Isolated environments can lead to unique biodiversity; however, endemic taxa are often evolutionarily vulnerable to disturbance. While considered very different, both Antarctica and New Zealand face this challenge. To protect these ecosystems, we must first monitor them to assess whether a change falls within the average flux or is the consequence of disturbance. Monitoring programs should utilise various tools to account for biases and ensure that data accurately represents the ecosystem. The development and integration of new technology for monitoring species can improve the resolution of datasets. One method that is increasingly investigated for ecosystem surveillance is Environmental DNA (eDNA). I suggest eDNA is utilised to monitor both Antarctica and New Zealand's endemic fauna. To assess current Antarctic applications, I reviewed the literature on eDNA. While microbiologists have applied eDNA methods extensively, few papers targeted Antarctic vertebrates. I highlight recent developments in population genetics and portable sequencing technologies and discuss how these methods could apply to Antarctic research.
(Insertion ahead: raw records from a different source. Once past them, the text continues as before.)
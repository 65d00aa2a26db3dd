//! Cache lifecycle
//!
//! Save, load and clear KV caches on the backend while keeping the slot pool
//! consistent with what the backend holds. Every backend call runs without
//! the pool lock held; pool updates that depend on occupancy are re-checked
//! after the call returns.

use crate::config::SlotkeeperConfig;
use crate::error::{ErrorKind, SlotkeeperError, SlotkeeperResult};
use crate::gateway::{BlobStore, SlotBackend, SlotTransfer};
use crate::naming::CacheBlobName;
use crate::notify::Notices;
use crate::pool::{AcquirePlan, ParticipantId, SharedSlotPool};
use crate::rotation::{RotationPolicy, RotationReport};
use std::collections::{BTreeMap, HashSet};
use std::sync::Arc;
use std::time::Duration;
use tracing::{debug, info, instrument, warn};

/// Re-plans allowed when the pool changes under an eviction save
const MAX_ACQUIRE_ATTEMPTS: usize = 3;

#[derive(Debug, Clone, PartialEq)]
pub struct LifecycleSettings {
    pub settle_delay: Duration,
    pub min_blob_size_bytes: u64,
    pub fallback_slot_count: usize,
}

impl From<&SlotkeeperConfig> for LifecycleSettings {
    fn from(config: &SlotkeeperConfig) -> Self {
        Self {
            settle_delay: config.settle_delay,
            min_blob_size_bytes: config.min_blob_size_bytes,
            fallback_slot_count: config.fallback_slot_count,
        }
    }
}

/// A save that passed validation
#[derive(Debug)]
pub struct SavedCache {
    pub blob: CacheBlobName,
    /// `None` when the listing was unavailable and the size went unchecked
    pub size_bytes: Option<u64>,
    pub transfer: SlotTransfer,
    pub rotation: Option<RotationReport>,
}

/// Result of erasing every slot
#[derive(Debug, Default)]
pub struct ClearSummary {
    pub cleared: Vec<usize>,
    pub failed: Vec<(usize, SlotkeeperError)>,
}

/// Result of saving every occupied slot
#[derive(Debug, Default)]
pub struct FlushSummary {
    pub saved: Vec<ParticipantId>,
    pub skipped: Vec<ParticipantId>,
    pub failed: Vec<(ParticipantId, SlotkeeperError)>,
}

/// Saved blobs of one (chat, participant) pair, newest first
#[derive(Debug, Clone, PartialEq)]
pub struct SaveGroup {
    pub chat_id: String,
    pub participant: String,
    pub saves: Vec<(CacheBlobName, u64)>,
}

pub struct CacheLifecycle {
    backend: Arc<dyn SlotBackend>,
    store: Arc<dyn BlobStore>,
    pool: SharedSlotPool,
    rotation: RotationPolicy,
    notices: Notices,
    settings: LifecycleSettings,
}
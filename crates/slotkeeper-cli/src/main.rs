//! Slotkeeper CLI application
//!
//! Operator tool for a llama.cpp-style server with slot persistence enabled:
//! inspect slots, save and restore per-participant caches, rotate old saves,
//! preload participants in batch and keep the model loaded with heartbeats.
//!
//! ```bash
//! slotkeeper config init
//! slotkeeper preload --chat campfire Alice Bob
//! slotkeeper saves --chat campfire
//! ```

mod args;
mod commands;
mod console;
mod progress;
mod router;
mod signal_handler;

use clap::Parser;
use slotkeeper_core::config::{ConfigLoader, LoggingConfig, resolve_config_path};
use tracing_subscriber::EnvFilter;

use args::Cli;

fn init_logging(logging: &LoggingConfig, verbose: bool) {
    // RUST_LOG wins; otherwise the configured level, or debug with --verbose
    let filter = EnvFilter::try_from_default_env().unwrap_or_else(|_| {
        let level = if verbose { "debug" } else { logging.level.as_str() };
        EnvFilter::new(format!("slotkeeper_core={level},slotkeeper={level},warn"))
    });

    let builder = tracing_subscriber::fmt()
        .with_env_filter(filter)
        .with_writer(std::io::stderr);
    if logging.is_json() {
        builder.json().init();
    } else {
        builder.with_target(false).init();
    }
}

#[tokio::main]
async fn main() -> anyhow::Result<()> {
    let cli = Cli::parse();

    // Logging settings come from the same layered config the commands use;
    // a broken file still gets reported by the command itself.
    let logging = ConfigLoader::new()
        .with_defaults()
        .with_file(resolve_config_path(cli.config_file.as_deref()))
        .with_env()
        .load()
        .map(|config| config.logging)
        .unwrap_or_default();
    init_logging(&logging, cli.verbose);

    router::route(cli).await.map_err(|e| {
        tracing::debug!(code = e.error_code(), "command failed");
        anyhow::anyhow!(e.user_message())
    })
}
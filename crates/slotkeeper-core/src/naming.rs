//! Cache blob naming
//!
//! Wire format: `{chat}_{YYYYMMDDhhmmss}[_tag_{tag}]_character_{participant}.bin`.
//! Components are sanitized to `[A-Za-z0-9_-]`; anything else becomes `_`.
//! Names that do not decode are ignored by lookup and rotation.

use chrono::{Local, NaiveDateTime, Timelike};
use once_cell::sync::Lazy;
use regex::Regex;
use std::fmt;

pub const BLOB_EXTENSION: &str = ".bin";
const TIMESTAMP_FORMAT: &str = "%Y%m%d%H%M%S";
const TAG_MARKER: &str = "_tag_";
const PARTICIPANT_MARKER: &str = "_character_";
const UNNAMED: &str = "unknown";

static UNSAFE_CHARS: Lazy<Regex> = Lazy::new(|| Regex::new(r"[^A-Za-z0-9_-]").expect("valid regex"));

static BLOB_NAME: Lazy<Regex> = Lazy::new(|| {
    Regex::new(r"^(?P<chat>.+)_(?P<ts>\d{14})(?:_tag_(?P<tag>.+?))?_character_(?P<participant>.+)\.bin$")
        .expect("valid regex")
});

/// Replace every character outside `[A-Za-z0-9_-]` with `_`
pub fn sanitize(raw: &str) -> String {
    UNSAFE_CHARS.replace_all(raw, "_").into_owned()
}

/// Decoded form of a cache blob file name
#[derive(Debug, Clone, PartialEq, Eq, Hash)]
pub struct CacheBlobName {
    chat_id: String,
    timestamp: NaiveDateTime,
    tag: Option<String>,
    participant: String,
}

impl CacheBlobName {
    /// Build a name from raw components, sanitizing each.
    ///
    /// Sub-second precision is dropped. An empty tag means "no tag".
    pub fn new(
        chat_id: &str,
        timestamp: NaiveDateTime,
        tag: Option<&str>,
        participant: &str,
    ) -> Self {
        Self {
            chat_id: non_empty(sanitize(chat_id)),
            timestamp: truncate_to_seconds(timestamp),
            tag: tag
                .map(str::trim)
                .filter(|t| !t.is_empty())
                .map(sanitize),
            participant: non_empty(sanitize(participant)),
        }
    }

    /// Name for a save taken right now
    pub fn now(chat_id: &str, tag: Option<&str>, participant: &str) -> Self {
        Self::new(chat_id, Local::now().naive_local(), tag, participant)
    }

    /// Parse a file name; `None` when it is not a cache blob name
    pub fn decode(name: &str) -> Option<Self> {
        let caps = BLOB_NAME.captures(name)?;
        let timestamp = NaiveDateTime::parse_from_str(&caps["ts"], TIMESTAMP_FORMAT).ok()?;
        Some(Self {
            chat_id: caps["chat"].to_string(),
            timestamp,
            tag: caps.name("tag").map(|m| m.as_str().to_string()),
            participant: caps["participant"].to_string(),
        })
    }

    pub fn encode(&self) -> String {
        let mut name = format!(
            "{}_{}",
            self.chat_id,
            self.timestamp.format(TIMESTAMP_FORMAT)
        );
        if let Some(tag) = &self.tag {
            name.push_str(TAG_MARKER);
            name.push_str(tag);
        }
        name.push_str(PARTICIPANT_MARKER);
        name.push_str(&self.participant);
        name.push_str(BLOB_EXTENSION);
        name
    }

    pub fn chat_id(&self) -> &str {
        &self.chat_id
    }

    pub fn timestamp(&self) -> NaiveDateTime {
        self.timestamp
    }

    pub fn tag(&self) -> Option<&str> {
        self.tag.as_deref()
    }

    pub fn participant(&self) -> &str {
        &self.participant
    }

    /// Tagged blobs are manual saves and never rotated
    pub fn is_tagged(&self) -> bool {
        self.tag.is_some()
    }

    /// Whether this blob belongs to the given (chat, participant) pair.
    ///
    /// Raw identifiers are sanitized before comparison.
    pub fn belongs_to(&self, chat_id: &str, participant: &str) -> bool {
        self.chat_id == non_empty(sanitize(chat_id))
            && self.participant == non_empty(sanitize(participant))
    }
}

impl fmt::Display for CacheBlobName {
    fn fmt(&self, f: &mut fmt::Formatter<'_>) -> fmt::Result {
        f.write_str(&self.encode())
    }
}

fn non_empty(value: String) -> String {
    if value.is_empty() {
        UNNAMED.to_string()
    } else {
        value
    }
}

fn truncate_to_seconds(ts: NaiveDateTime) -> NaiveDateTime {
    ts.with_nanosecond(0).unwrap_or(ts)
}
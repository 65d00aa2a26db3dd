//! Remote gateways
//!
//! Two seams to the outside world:
//! - [`SlotBackend`]: the inference server's slot API (report, save, restore, erase)
//! - [`BlobStore`]: the file-management backend holding saved cache blobs
//!
//! Both are async traits so the lifecycle can be driven by the reqwest
//! implementations in production and by in-memory fakes in tests.

mod files_http;
mod slots_http;

pub use files_http::HttpBlobStore;
pub use slots_http::HttpSlotBackend;

use crate::error::SlotkeeperResult;
use async_trait::async_trait;

/// One slot as reported by the inference server
#[derive(Debug, Clone, Copy, PartialEq, Eq)]
pub struct SlotStatus {
    pub id: usize,
    pub is_processing: bool,
}

/// Statistics the server returns for a save or restore
#[derive(Debug, Clone, Default, PartialEq)]
pub struct SlotTransfer {
    pub tokens: Option<u64>,
    pub bytes: Option<u64>,
    pub elapsed_ms: Option<f64>,
}

/// A cache blob on the file backend
#[derive(Debug, Clone, PartialEq, Eq)]
pub struct BlobEntry {
    pub name: String,
    pub size: u64,
}

/// Slot operations on the inference server.
///
/// Implementations must report timeouts as `SlotkeeperError::Timeout` and
/// missing files as `SlotkeeperError::NotFound` so callers can tell them apart.
#[async_trait]
pub trait SlotBackend: Send + Sync {
    /// Occupancy and activity of every slot; the length is the slot count
    async fn slots(&self) -> SlotkeeperResult<Vec<SlotStatus>>;

    /// Persist the slot's KV cache to `filename`
    async fn save(&self, slot: usize, filename: &str) -> SlotkeeperResult<SlotTransfer>;

    /// Replace the slot's KV cache with the contents of `filename`
    async fn restore(&self, slot: usize, filename: &str) -> SlotkeeperResult<SlotTransfer>;

    /// Drop the slot's KV cache
    async fn erase(&self, slot: usize) -> SlotkeeperResult<()>;
}

/// List/delete access to saved cache blobs
#[async_trait]
pub trait BlobStore: Send + Sync {
    /// Every cache blob (`.bin`, not a directory)
    async fn list(&self) -> SlotkeeperResult<Vec<BlobEntry>>;

    async fn delete(&self, name: &str) -> SlotkeeperResult<()>;

    /// Size of one blob, `None` when it is not listed
    async fn size_of(&self, name: &str) -> SlotkeeperResult<Option<u64>> {
        Ok(self
            .list()
            .await?
            .into_iter()
            .find(|entry| entry.name == name)
            .map(|entry| entry.size))
    }
}
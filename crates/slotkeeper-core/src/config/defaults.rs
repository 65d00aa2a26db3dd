//! Default values for configuration fields

/// Messages generated before an autosave fires
pub const SAVE_INTERVAL: u32 = 5;

/// Untagged blobs kept per (chat, participant)
pub const MAX_FILES: usize = 10;

/// Minimum usage for a slot to be flushed on chat change
pub const MIN_USAGE_FOR_SAVE: u32 = 2;

/// Minimum usage for an evicted occupant to be saved first
pub const MIN_USAGE_FOR_EVICTION_SAVE: u32 = 1;

/// Saved blobs smaller than this are treated as corrupt (1 MiB)
pub const MIN_BLOB_SIZE_BYTES: u64 = 1024 * 1024;

/// Delay between a backend save and the blob size check
pub const SETTLE_DELAY_MS: u64 = 1000;

/// Pool size used when the backend cannot report its slots
pub const FALLBACK_SLOT_COUNT: usize = 4;

pub const SLOTS_URL: &str = "http://127.0.0.1:8080";
pub const FILES_URL: &str = "http://127.0.0.1:8000/api";

/// `{{participant}}` is replaced with the participant name
pub const PRELOAD_PROMPT: &str = "{{participant}}:";
pub const HEARTBEAT_PROMPT: &str = " ";
pub const PRELOAD_MAX_TOKENS: u32 = 1;

/// Config file looked up in the working directory
pub const CONFIG_FILE: &str = "slotkeeper.toml";
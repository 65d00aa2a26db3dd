//! CLI console utilities

use colored::*;
use slotkeeper_core::{NoticeLevel, Notifier};

/// CLI console for formatted output
#[derive(Debug, Clone, Copy)]
pub struct CliConsole {
    verbose: bool,
}

impl CliConsole {
    pub const fn new(verbose: bool) -> Self {
        Self { verbose }
    }

    /// Print an info message
    pub fn info(&self, message: &str) {
        println!("{} {}", "ℹ".blue().bold(), message);
    }

    /// Print a detail shown only with --verbose
    pub fn detail(&self, message: &str) {
        if self.verbose {
            println!("  {}", message.dimmed());
        }
    }

    pub fn success(&self, message: &str) {
        println!("{} {}", "✓".green().bold(), message.green());
    }

    pub fn warn(&self, message: &str) {
        println!("{} {}", "⚠".yellow().bold(), message.yellow());
    }

    pub fn error(&self, message: &str) {
        eprintln!("{} {}", "✗".red().bold(), message.red());
    }

    pub fn print_header(&self, title: &str) {
        println!();
        println!("{}", title.bold().underline());
        println!("{}", "=".repeat(title.len()).dimmed());
    }
}

/// Prints core notices to the terminal
pub struct ConsoleNotifier {
    console: CliConsole,
}

impl ConsoleNotifier {
    pub fn new(console: CliConsole) -> Self {
        Self { console }
    }
}

impl Notifier for ConsoleNotifier {
    fn notify(&self, level: NoticeLevel, message: &str) {
        match level {
            NoticeLevel::Info => self.console.info(message),
            NoticeLevel::Success => self.console.success(message),
            NoticeLevel::Warning => self.console.warn(message),
            NoticeLevel::Error => self.console.error(message),
        }
    }
}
As technology and methods develop, so too will the potential for non-invasive monitoring of polar fauna. I identified Orcas (Orcinus orca) and Weddell seals (Leptonychotes weddellii) as potential target species for future population genetic trials in Antarctica. Thus, my second study investigated Antarctic snow samples as a source of Weddell seal DNA. The snow was collected from a single seal imprint at the Turtle Rock breeding colony in McMurdo Sound. I successfully extracted, amplified and sequenced Weddell seal DNA in seven out of thirty-three snow samples. Though my detection rate was low, to the best of my knowledge, this represents the first time Antarctic vertebrate DNA has been extracted from snow. While all seven sequences fall within the Weddell seal clade on my Neighbour-

Joining tree, the branch lengths suggest a high level of divergence, which could pose challenges for future population genetic applications. I identified that storage time, filter removal and sample size may have impacted our eDNA yield and looked to address this in my final study, primarily through using enclosed Sterivex filter units. I first introduce eDNA surveys in a New Zealand context and highlight the value of eDNA for monitoring a conservation dependent species, the kororā (little blue penguin; Eudyptula minor). I extracted DNA from three sample types, feathers, feather soaked water and tank water from the kororā enclosure at the International Antarctic Centre in Christchurch. While amplification from feather samples was unsuccessful, seven out of nine filter water samples were sequenced, and all eight tank samples. As in the Weddell seal sequences, the kororā eDNA, while clustered with Eudyptula minor, is highly divergent. Likewise, all but two of the sequences aligned with Eudyptula minor (16srRNS), but in two samples, there were several high matches with non-penguin species. Both my Weddell seal and kororā chapters highlight the challenges of developing an eDNA protocol and the need for extensive optimisation and standardisation to draw confident conclusions. However, both studies are promising for future eDNA studies targeting the two species. And with robust protocols, eDNA could be applied to key management concerns in both areas. For example, monitoring the Ross Sea Marine Protected Area (MPA) in Antarctica and contributing to the surveillance of invasive predator species in New Zealand. Thus informing the conservation of unique taxa on both sides of the Southern Ocean.